Virgil van Dijk is on track to surpass his highest minutes total for Liverpool in a single season, underlining personal achievement but also club concerns.
One of the greatest assets a player can have is availability. Van Dijk has it in bucket loads.
With the exception of the season that was ended early due to an ACL injury (2020/21), Liverpool’s captain has missed only 55 of the club’s 411 games since he arrived in January 2018.
It is a testament to his professionalism and quality that he not only backs up one game after the other, but also maintains his high level of output at now 34.
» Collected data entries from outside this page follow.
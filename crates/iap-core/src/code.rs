//! # Billing Response Codes
//!
//! The fixed response vocabulary of the platform billing service.
//! Listeners on the other side of the bridge match on these exact string
//! labels, so the set is wire-stable and closed.

use serde::{Deserialize, Serialize};

/// Response code returned by every billing service call.
#[derive(Debug, Clone, Copy, PartialEq, Eq, Hash, Serialize, Deserialize)]
#[serde(rename_all = "SCREAMING_SNAKE_CASE")]
pub enum ResponseCode {
    Ok,
    UserCanceled,
    ServiceUnavailable,
    ServiceTimeout,
    ServiceDisconnected,
    ItemUnavailable,
    ItemNotOwned,
    ItemAlreadyOwned,
    FeatureNotSupported,
    Error,
    DeveloperError,
    BillingUnavailable,
    /// Fallback for codes outside the known set.
    Unknown,
}

impl ResponseCode {
    /// Returns the stable wire label for this code.
    pub fn as_str(&self) -> &'static str {
        match self {
            ResponseCode::Ok => "OK",
            ResponseCode::UserCanceled => "USER_CANCELED",
            ResponseCode::ServiceUnavailable => "SERVICE_UNAVAILABLE",
            ResponseCode::ServiceTimeout => "SERVICE_TIMEOUT",
            ResponseCode::ServiceDisconnected => "SERVICE_DISCONNECTED",
            ResponseCode::ItemUnavailable => "ITEM_UNAVAILABLE",
            ResponseCode::ItemNotOwned => "ITEM_NOT_OWNED",
            ResponseCode::ItemAlreadyOwned => "ITEM_ALREADY_OWNED",
            ResponseCode::FeatureNotSupported => "FEATURE_NOT_SUPPORTED",
            ResponseCode::Error => "ERROR",
            ResponseCode::DeveloperError => "DEVELOPER_ERROR",
            ResponseCode::BillingUnavailable => "BILLING_UNAVAILABLE",
            ResponseCode::Unknown => "UNKNOWN",
        }
    }

    pub fn is_ok(&self) -> bool {
        matches!(self, ResponseCode::Ok)
    }
}

impl std::fmt::Display for ResponseCode {
    fn fmt(&self, f: &mut std::fmt::Formatter<'_>) -> std::fmt::Result {
        write!(f, "{}", self.as_str())
    }
}

/// Result envelope carried by every billing service response: a response code
/// plus the service's human-readable debug message.
#[derive(Debug, Clone, PartialEq, Eq, Serialize, Deserialize)]
pub struct ServiceResult {
    pub code: ResponseCode,
    #[serde(default)]
    pub debug_message: String,
}

impl ServiceResult {
    pub fn new(code: ResponseCode, debug_message: impl Into<String>) -> Self {
        Self {
            code,
            debug_message: debug_message.into(),
        }
    }

    /// An `OK` result with no debug message.
    pub fn ok() -> Self {
        Self::new(ResponseCode::Ok, "")
    }

    pub fn is_ok(&self) -> bool {
        self.code.is_ok()
    }
}

impl std::fmt::Display for ServiceResult {
    fn fmt(&self, f: &mut std::fmt::Formatter<'_>) -> std::fmt::Result {
        write!(
            f,
            "responseCode={}, debugMessage={}",
            self.code, self.debug_message
        )
    }
}
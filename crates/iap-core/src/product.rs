//! # Product Types
//!
//! Catalog item types for the purchase bridge. The declared kind of every
//! product comes from the host configuration document; the pricing and copy
//! come from the billing service's product descriptors. A `ProductRecord`
//! merges both views into the value object handed to the event listener.

use serde::{Deserialize, Serialize};

/// Micros-to-decimal divisor used by the billing service price fields.
const MICROS_PER_UNIT: f64 = 1_000_000.0;

/// Declared product kind (caller-supplied ground truth, never inferred from
/// the billing service response).
#[derive(Debug, Clone, Copy, Default, PartialEq, Eq, Hash, Serialize, Deserialize)]
#[serde(rename_all = "snake_case")]
pub enum ProductKind {
    /// Can be purchased repeatedly after being marked consumed.
    #[default]
    Consumable,
    /// One-time entitlement, acknowledged but never consumed.
    NonConsumable,
    /// Recurring entitlement with offer/pricing-phase structure.
    #[serde(rename = "subs")]
    Subscription,
}

impl ProductKind {
    /// Returns the wire label used in config documents and event payloads.
    pub fn as_str(&self) -> &'static str {
        match self {
            ProductKind::Consumable => "consumable",
            ProductKind::NonConsumable => "non_consumable",
            ProductKind::Subscription => "subs",
        }
    }
}

impl std::fmt::Display for ProductKind {
    fn fmt(&self, f: &mut std::fmt::Formatter<'_>) -> std::fmt::Result {
        write!(f, "{}", self.as_str())
    }
}

/// A single pricing phase of a subscription offer.
#[derive(Debug, Clone, PartialEq, Serialize, Deserialize)]
pub struct PricingPhase {
    /// Localized display price (e.g. "$0.99")
    pub formatted_price: String,
    /// ISO 4217 currency code
    pub currency_code: String,
    /// Price in micro-units of the currency
    pub price_micros: i64,
}

/// A subscription offer as described by the billing service.
#[derive(Debug, Clone, PartialEq, Serialize, Deserialize)]
pub struct SubscriptionOffer {
    /// Opaque token required to launch the purchase flow for this offer
    pub offer_token: String,
    /// Pricing phases in billing order (intro phase first)
    pub pricing_phases: Vec<PricingPhase>,
}

/// One-time purchase offer details.
#[derive(Debug, Clone, PartialEq, Serialize, Deserialize)]
pub struct OneTimeOffer {
    pub formatted_price: String,
    pub currency_code: String,
    pub price_micros: i64,
}

/// Product metadata as returned by the billing service catalog queries.
///
/// Descriptors are cached wholesale in the catalog index and replaced on
/// every successful refresh; they are never mutated in place.
#[derive(Debug, Clone, PartialEq, Serialize, Deserialize)]
pub struct ServiceProductDescriptor {
    pub product_id: String,
    pub title: String,
    pub description: String,
    /// Present for one-time purchase products
    #[serde(default, skip_serializing_if = "Option::is_none")]
    pub one_time_offer: Option<OneTimeOffer>,
    /// Present for subscription products; first offer is the default
    #[serde(default, skip_serializing_if = "Vec::is_empty")]
    pub subscription_offers: Vec<SubscriptionOffer>,
}

impl ServiceProductDescriptor {
    /// Token of the default (first) subscription offer, if any.
    pub fn default_offer_token(&self) -> Option<&str> {
        self.subscription_offers
            .first()
            .map(|offer| offer.offer_token.as_str())
    }
}

/// A catalog item merged with purchase facts, as delivered to the listener.
///
/// Field names are part of the cross-boundary wire contract and must not
/// change. Receipt, transaction and token fields stay empty until a purchase
/// completes.
#[derive(Debug, Clone, Default, PartialEq, Serialize, Deserialize)]
pub struct ProductRecord {
    pub id: String,
    #[serde(rename = "type")]
    pub kind: ProductKind,
    pub title: String,
    pub description: String,
    /// Localized display price
    pub price: String,
    #[serde(rename = "priceValue")]
    pub price_value: f64,
    #[serde(rename = "currencyCode")]
    pub currency_code: String,
    /// Raw purchase payload, opaque to the bridge
    pub receipt: String,
    #[serde(rename = "receiptCipheredPayload")]
    pub receipt_ciphered_payload: String,
    #[serde(rename = "transactionID")]
    pub transaction_id: String,
    #[serde(rename = "purchaseToken")]
    pub purchase_token: String,
}

impl ProductRecord {
    /// Well-formed all-fields-present record used for failure events when no
    /// catalog context exists. Listeners always receive a record, never a null.
    pub fn placeholder() -> Self {
        Self::default()
    }

    /// Build a record from a service descriptor and the declared kind.
    ///
    /// Subscriptions price from the first offer's first pricing phase;
    /// one-time products price from the one-time offer. Only the first
    /// subscription phase is considered, which is sufficient for display but
    /// not for multi-phase billing.
    pub fn from_descriptor(descriptor: &ServiceProductDescriptor, kind: ProductKind) -> Self {
        let mut record = Self {
            id: descriptor.product_id.clone(),
            kind,
            title: descriptor.title.clone(),
            description: descriptor.description.clone(),
            ..Self::default()
        };

        match kind {
            ProductKind::Subscription => {
                if let Some(phase) = descriptor
                    .subscription_offers
                    .first()
                    .and_then(|offer| offer.pricing_phases.first())
                {
                    record.price = phase.formatted_price.clone();
                    record.currency_code = phase.currency_code.clone();
                    record.price_value = phase.price_micros as f64 / MICROS_PER_UNIT;
                }
            }
            _ => {
                if let Some(offer) = &descriptor.one_time_offer {
                    record.price = offer.formatted_price.clone();
                    record.currency_code = offer.currency_code.clone();
                    record.price_value = offer.price_micros as f64 / MICROS_PER_UNIT;
                }
            }
        }

        record
    }
}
While it is impressive that the Dutchman has started 32 consecutive games for Liverpool in all competitions, one behind Jamie Carragher‘s record set between 2009 and 2010, there is a greater risk at play.
Virgil van Dijk Liverpool stats: Breaking down record minutes
Virgil van Dijk: Liverpool Availability (Full Seasons)
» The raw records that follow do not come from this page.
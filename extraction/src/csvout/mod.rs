
use std::{io::Write, path::Path};

use anyhow::{Context, Result};
use atomic_write_file::AtomicWriteFile;

use crate::table::Table;

/// Counts of what was written by [write_tables].
#[derive(Clone, Copy, Debug, Default, Eq, PartialEq)]
pub struct CsvStats {
    pub tables: usize,
    pub rows: usize,
}

/// Writes the rows of all `tables` in order as CSV records into `writer`.
///
/// Tables are not separated from each other, and rows may vary in length.
pub fn write_tables<W: Write>(writer: W, tables: &[Table]) -> Result<CsvStats> {
    let mut output = csv::WriterBuilder::new()
        .terminator(csv::Terminator::CRLF)
        .flexible(true)
        .from_writer(writer);

    let mut stats = CsvStats::default();
    for (table_index, table) in tables.iter().enumerate() {
        for (row_index, row) in table.iter().enumerate() {
            output
                .write_record(row.iter())
                .with_context(|| format!("writing table {table_index} row {row_index}"))?;
            stats.rows += 1;
        }
        stats.tables += 1;
    }

    output.flush().context("flushing CSV output")?;

    Ok(stats)
}

/// Writes `tables` as CSV to the file at `path`, replacing any existing file only once all data
/// has been written.
pub fn write_tables_to_path(path: &Path, tables: &[Table]) -> Result<CsvStats> {
    let mut file = AtomicWriteFile::open(path)
        .with_context(|| format!("opening {:?} for writing", path))?;

    let stats = write_tables(&mut file, tables)
        .with_context(|| format!("writing CSV data to {:?}", path))?;

    file.commit()
        .with_context(|| format!("committing CSV data to {:?}", path))?;

    Ok(stats)
}
use std::ops::Deref;

use crate::tabula_wrapper;

/// Table of text cells, as extracted from a PDF.
#[derive(Clone, Debug, Default, Eq, PartialEq)]
pub struct Table(pub Vec<Row>);

impl Table {
    /// Number of cells in the widest row.
    pub fn width(&self) -> usize {
        self.0.iter().map(|row| row.len()).max().unwrap_or(0)
    }
}

impl Deref for Table {
    type Target = Vec<Row>;

    fn deref(&self) -> &Self::Target {
        &self.0
    }
}

impl From<tabula_wrapper::JsonTable> for Table {
    fn from(value: tabula_wrapper::JsonTable) -> Self {
        Table(value.data.into_iter().map(Into::into).collect())
    }
}

impl<C, R> From<C> for Table
where
    C: IntoIterator<Item = R>,
    R: Into<Row>,
{
    fn from(value: C) -> Self {
        Table(value.into_iter().map(Into::into).collect())
    }
}

#[derive(Clone, Debug, Default, Eq, PartialEq)]
pub struct Row(pub Vec<String>);

impl Deref for Row {
    type Target = Vec<String>;

    fn deref(&self) -> &Self::Target {
        &self.0
    }
}

impl From<tabula_wrapper::JsonRow> for Row {
    fn from(value: tabula_wrapper::JsonRow) -> Self {
        Row(value.0.into_iter().map(|cell| cell.text).collect())
    }
}

impl<C, S> From<C> for Row
where
    C: IntoIterator<Item = S>,
    S: Into<String>,
{
    fn from(value: C) -> Self {
        Row(value.into_iter().map(Into::into).collect())
    }
}
//! Extraction of tables from PDF files via Tabula, and their output as CSV.

pub mod csvout;
pub mod method;
pub mod process;
pub mod table;
pub mod tabula_wrapper;
#[cfg(test)]
mod testutil;
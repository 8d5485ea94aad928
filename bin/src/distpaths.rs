use std::path::{Path, PathBuf};

use anyhow::{Result, bail};

const TABULA_JAR: &str = "tabula.jar";
const XDG_PREFIX: &str = "tabulacsv";

/// Resolves the Tabula JAR file to use.
///
/// An explicitly given path always wins. Otherwise a JAR next to the executable (as in a
/// distribution) is preferred over one installed into the XDG data directories.
pub fn resolve_tabula_jar(explicit: Option<&Path>) -> Result<PathBuf> {
    let xdg_dirs = xdg::BaseDirectories::with_prefix(XDG_PREFIX);
    pick_tabula_jar(explicit, dist_file(TABULA_JAR), xdg_dirs.find_data_file(TABULA_JAR))
}

fn pick_tabula_jar(
    explicit: Option<&Path>,
    dist: Option<PathBuf>,
    xdg_data: Option<PathBuf>,
) -> Result<PathBuf> {
    if let Some(explicit) = explicit {
        return Ok(explicit.to_owned());
    }
    match dist.or(xdg_data) {
        Some(path) => Ok(path),
        None => bail!(
            "could not find {TABULA_JAR} next to the executable or in the XDG data directories \
            (under {XDG_PREFIX:?}), specify its location with --tabula-libpath"
        ),
    }
}

/// Returns a possible path to a file that is part of a distribution, assuming that the process
/// is running as part of one.
fn dist_file(file_name: &str) -> Option<PathBuf> {
    let mut exec_path = std::env::current_exe().ok()?;
    exec_path.set_file_name(file_name);
    if !exec_path.is_file() {
        return None;
    }
    Some(exec_path)
}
| Season | Minutes | Apps | Missed |
|---|---|---|---|
| 2018/19 | 4,465 | 50 | 3 |
| 2019/20 | 4,590 | 50 | 7 |
| 2020/21* | 567 | 8 | 45 |
| 2021/22 | 4,620 | 51 | 12 |
| 2022/23 | 3,645 | 41 | 11 |
| 2023/24 | 4,071 | 48 | 10 |
| 2024/25 | 4,437 | 49 | 7 |
| 2025/26 | 4,041 | 45 | 2 |
| TOTALS | 30,436 | 342 | 97 |
* Reflects the 2020/21 season-ending ACL injury. Figures represent all competitive club appearances.
Van Dijk will certainly break and then extend the record currently held by Carragher, as long as no injury is sustained during the international break, with the potential to start at least 10 more in a row.
If he does just that, Van Dijk will have easily played his most minutes in a single campaign for the club, surpassing his current best of 4,620, achieved in his first season back from ACL surgery in 2021/22.
It is, without a doubt, incredibly impressive how consistent and reliable the No. 4 has been throughout his Anfield career, and it is down to his unwavering professionalism.
“Obviously staying fit is a big thing in my way of life and in order to do that, you obviously need to make sure you eat well, rest well,” he told Rio Ferdinand in 2024.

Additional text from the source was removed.